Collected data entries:

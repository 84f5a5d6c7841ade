use std::io;
use std::str::Utf8Error;
use thiserror::Error;
use btleplug;
use serde_json;

use crate::device::state::{Phase, SessionEvent};
use crate::device::types::Field;

#[derive(Error, Debug)]
pub enum ConfigError {
    #[error("Failed to determine path to config file")]
    NoConfigPath,

    #[error("Failed to acquire file lock on config file: {source}")]
    CanNotLock { source: io::Error },

    #[error("Failed to encode/decode config as utf-8: {source}")]
    Utf8Error { #[from] source: Utf8Error },

    #[error("Failed to read/write config file: {source}")]
    IOError { #[from] source: io::Error },

    #[error("Failed to parse/build config file: {source}")]
    JsonError { #[from] source: serde_json::Error },

    #[error("Invalid config value for {field}: {reason}")]
    Invalid { field: &'static str, reason: String },
}

impl ConfigError {
    pub fn is_file_not_found_error(&self) -> bool {
        match self {
            ConfigError::IOError { source } => source.kind() == io::ErrorKind::NotFound,
            _ => false,
        }
    }
}

#[derive(Error, Debug)]
pub enum AppRunError {
    #[error("Failed to start application (config): {source}")]
    ConfigError { #[from] source: ConfigError },

    #[error("Failed to initialize logging: {source}")]
    Logging { #[from] source: log::SetLoggerError },

    #[error("Failed to open LOG_FILE: {source}")]
    LogFile { source: io::Error },

    #[error("Failed to start async runtime: {source}")]
    Runtime { source: io::Error },

    #[error("Failed to open bluetooth transport: {source}")]
    Transport { #[from] source: DeviceError },

    #[error("Session ended: {source}")]
    Session { #[from] source: RunError },
}

/// Errors reported by a bluetooth transport.
#[derive(Error, Debug)]
pub enum DeviceError {
    #[error("Error communicating with device (btleplug): {source}")]
    Btle { #[from] source: btleplug::Error },

    #[error("No bluetooth adapter is available")]
    NoAdapter,

    #[error("No discovered peripheral has address {address}")]
    UnknownPeripheral { address: String },

    #[error("Not connected to a peripheral")]
    NotConnected,

    #[error("A required bluetooth characteristic is not available")]
    MissingCharacteristic,
}

#[derive(Error, Debug, Clone, PartialEq, Eq)]
pub enum StateError {
    #[error("Invalid session transition: {event:?} while {from:?}")]
    InvalidTransition { from: Phase, event: SessionEvent },
}

#[derive(Error, Debug, Clone, PartialEq, Eq)]
pub enum DecodeError {
    #[error("Frame too short: expected at least 4 bytes, got {len}")]
    TooShort { len: usize },

    #[error("Invalid {field} field: {value:?}")]
    InvalidField { field: Field, value: String },
}

#[derive(Error, Debug)]
pub enum ConnectError {
    #[error("No device named {target:?} found")]
    NotFound { target: String },

    #[error("Failed to connect to {address}: {source}")]
    Failed { address: String, source: DeviceError },

    #[error("Scanning failed: {source}")]
    Discovery { source: DeviceError },

    #[error(transparent)]
    State { #[from] source: StateError },
}

#[derive(Error, Debug)]
pub enum SubscribeError {
    #[error("Can not subscribe while not connected")]
    NotConnected,

    #[error("Failed to subscribe to notifications: {source}")]
    Transport { #[from] source: DeviceError },

    #[error(transparent)]
    State { #[from] source: StateError },
}

#[derive(Error, Debug)]
pub enum RunError {
    #[error(transparent)]
    Connect { #[from] source: ConnectError },

    #[error(transparent)]
    Subscribe { #[from] source: SubscribeError },

    #[error("Connection to the device was lost")]
    ConnectionLost,
}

> Task directions: The lines from the top of the data above down to the line containing "#[from] source: Utf8Error" are to be copied exactly; no other line should appear.

> Solution to this task:
repository 84f5a5d6c7841ade
use std::io;
use std::str::Utf8Error;
use thiserror::Error;
use btleplug;
use serde_json;

use crate::device::state::{Phase, SessionEvent};
use crate::device::types::Field;

#[derive(Error, Debug)]
pub enum ConfigError {
    #[error("Failed to determine path to config file")]
    NoConfigPath,

    #[error("Failed to acquire file lock on config file: {source}")]
    CanNotLock { source: io::Error },

    #[error("Failed to encode/decode config as utf-8: {source}")]
    Utf8Error { #[from] source: Utf8Error },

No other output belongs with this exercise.